Then there, through the whites hanging on lines, was a United Airlines 747. For a short second after seeing that flash of red, white and blue, something felt familiar. It was as though we had seen a handsome, familiar face among the rows of hanging ducks that lined the streets of Hong Kong. Maybe we heard the last few bars of Rhapsody in Blue and thought of the shiny, muscular United States. Maybe we saw the image that we've seen dozens of times before over the past quarter-century: Diamond Head framed by United Airlines Tulip-emplazoned tails at Honolulu Airport. It reminded us of what's probably the love of our life—Hawaiʻi—and it made us smile.



Many things about that experience we vividly remember, but more than any, we remember the brilliant white tail emblazoned with the familiar United "Tulip," the sylized capital "U" logo created by American design legend Saul Bass for the airline in 1974.



Saul Bass is an American hero, a jack-of-all-design-trades. Beyond United Airlines, he designed now-iconic logos for AT&T, the Girl Scouts, Kleenex, Quaker, United Way, Warner Music Group and, ironically, Continental Airlines' "meatball" logo (1968-1991).



Bass is also known for his contribution to the cinematic arts. In particular, he created famous opening title credit sequences for famous films "The Man with the Golden Arm (1955)," "Vertigo (1958)," "Anatomy of a Murder (1958, with Duke Ellington, no less)," "North by Northwest (1959)" and "West Side Story (1961)," among many others.



Now, decades later and after many crises, United has recently merged with Continental Airlines. To be fair, over the last decade the airline industry has seen rocky, sometimes downright grim days, but the United "leadership" have never lost an opportunity to demonstrate their incompetence and venality.

Don't want to figure out how to pay for your employees' pensions, after you and your predecessors have frittered away their retirement money with foolish, risky investments instead of traditional, conservative investment in the bond market?
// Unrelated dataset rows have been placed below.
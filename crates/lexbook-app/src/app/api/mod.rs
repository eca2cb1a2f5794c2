mod app_specific;
mod availability;

use salvo::Router;

// Re-export route constants from core
pub use lexbook_core::constants::{
    API_ROUTE_COMPONENT, APP_ROUTE_COMPONENT, AVAILABILITY_ROUTE_COMPONENT,
};
pub use availability::{
    ErrorResponse, ExportRequest, PreviewRequest, TimeRangeRequest, TimeRangeResponse,
};

/// ## Summary
/// Constructs the main API router.
#[must_use]
pub fn routes() -> Router {
    Router::with_path(API_ROUTE_COMPONENT)
        .push(app_specific::routes())
        .push(availability::routes())
}
use salvo::{Router, handler};

#[handler]
async fn healthcheck() -> &'static str {
    "OK"
}

#[must_use]
pub fn routes() -> Router {
    Router::with_path("healthcheck").get(healthcheck).head(healthcheck)
}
No problem when you're a member of United's corporate leadership; The answers are simple if you're a CEO at United: fuck 'em with a closet-stick!

Forget the pensions. Forget the pensioners. Blame the unions (since, clearly, they're the ones ruining the United States), but keep your own incomes at vulgar levels. To give just one example, in 2006, United CEO Glenn Tilton's compensation was nearly $40 million. That's right. Forty. At the same time, United employees received generous lessons in the "cyclical nature" of "free markets," and other fantasies.

So by comparison, something like the deletion of a much-loved logo is actually quite minor.

Trivial, really.

That being said, the leadership of the new corporation created when United and Continental merged have decided to keep the United brand—a smart move—but have elected to delete United's iconic tulip in favor of Continental's...mirrorball...or globe...er, something...(?).

Almost immediately after the announcement, an outcrying of lament began among those who consider the Tulip part of the US' patrimony, along with the flag and Dolly Parton. Facebook pages sprang up; Online petitions began to circulate; Blogs, like this one, commented angrily about the asinine decision, but it all seems to have fallen on deaf ears at United.

From a commercial perspective, it beggars belief that Continental's bland, unidentifiable logo would be chosen as the emblem of one of the United States' most visible brands. Why quit a logo with longstanding, widespread popular recognition for one that almost no one can conjure from memory on command? It doesn't seem sensible, even by the already low standards of sensibility that we hold out for United's corporate directors.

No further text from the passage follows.